GIVEN INFORMATION:
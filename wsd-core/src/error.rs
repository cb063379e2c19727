//! # Tipos de Erro
//!
//! Taxonomia de erros do estágio de desambiguação. Cada variante tem uma
//! política de propagação própria:
//!
//! | Variante          | Quando ocorre                                   | Política                         |
//! |-------------------|-------------------------------------------------|----------------------------------|
//! | `Initialization`  | modelo, filtro ou header ausente/incompatível   | fatal, sobe imediatamente        |
//! | `Structural`      | grafo não é uma sequência de tokens válida      | vira resultado vazio na sentença |
//! | `Classification`  | o classificador falhou para um token            | aborta a sentença, sem retry     |
//! | `MissingFeature`  | token sem lemma/POS/NER quando necessário       | erro duro por token              |

use std::path::PathBuf;

/// `Result` do crate, com [`WsdError`] como erro padrão.
pub type Result<T, E = WsdError> = std::result::Result<T, E>;

/// Erro do pipeline de desambiguação.
#[derive(Debug, thiserror::Error)]
pub enum WsdError {
    /// Recurso de inicialização (classificador, filtro, header) inválido.
    #[error("initialization failed: {0}")]
    Initialization(String),

    /// Arquivo configurado não existe.
    #[error("resource file does not exist: {0}")]
    MissingResource(PathBuf),

    /// A entrada não é uma fonte ordenada de tokens válida.
    #[error("structural error: {0}")]
    Structural(String),

    /// O classificador não conseguiu produzir um sentido.
    #[error("classification failed for '{lemma}': {reason}")]
    Classification { lemma: String, reason: String },

    /// Um token não possui um atributo exigido.
    #[error("token {token} ({surface}) is missing attribute '{attribute}'")]
    MissingFeature {
        token: usize,
        surface: String,
        attribute: &'static str,
    },

    /// Erro de I/O ao ler recursos.
    #[error(transparent)]
    Io(#[from] std::io::Error),

    /// Erro de desserialização de recursos JSON.
    #[error(transparent)]
    Json(#[from] serde_json::Error),
}

impl WsdError {
    /// Indica se o erro deve impedir o processo de continuar.
    ///
    /// Erros de I/O e JSON só surgem durante o carregamento de recursos,
    /// então contam como falhas de inicialização.
    pub fn is_fatal(&self) -> bool {
        matches!(
            self,
            WsdError::Initialization(_)
                | WsdError::MissingResource(_)
                | WsdError::Io(_)
                | WsdError::Json(_)
        )
    }
}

AIM OF THE EXERCISE: Count the lines in the records above that contain the word "PathBuf", and give only the number.

RESULT: 2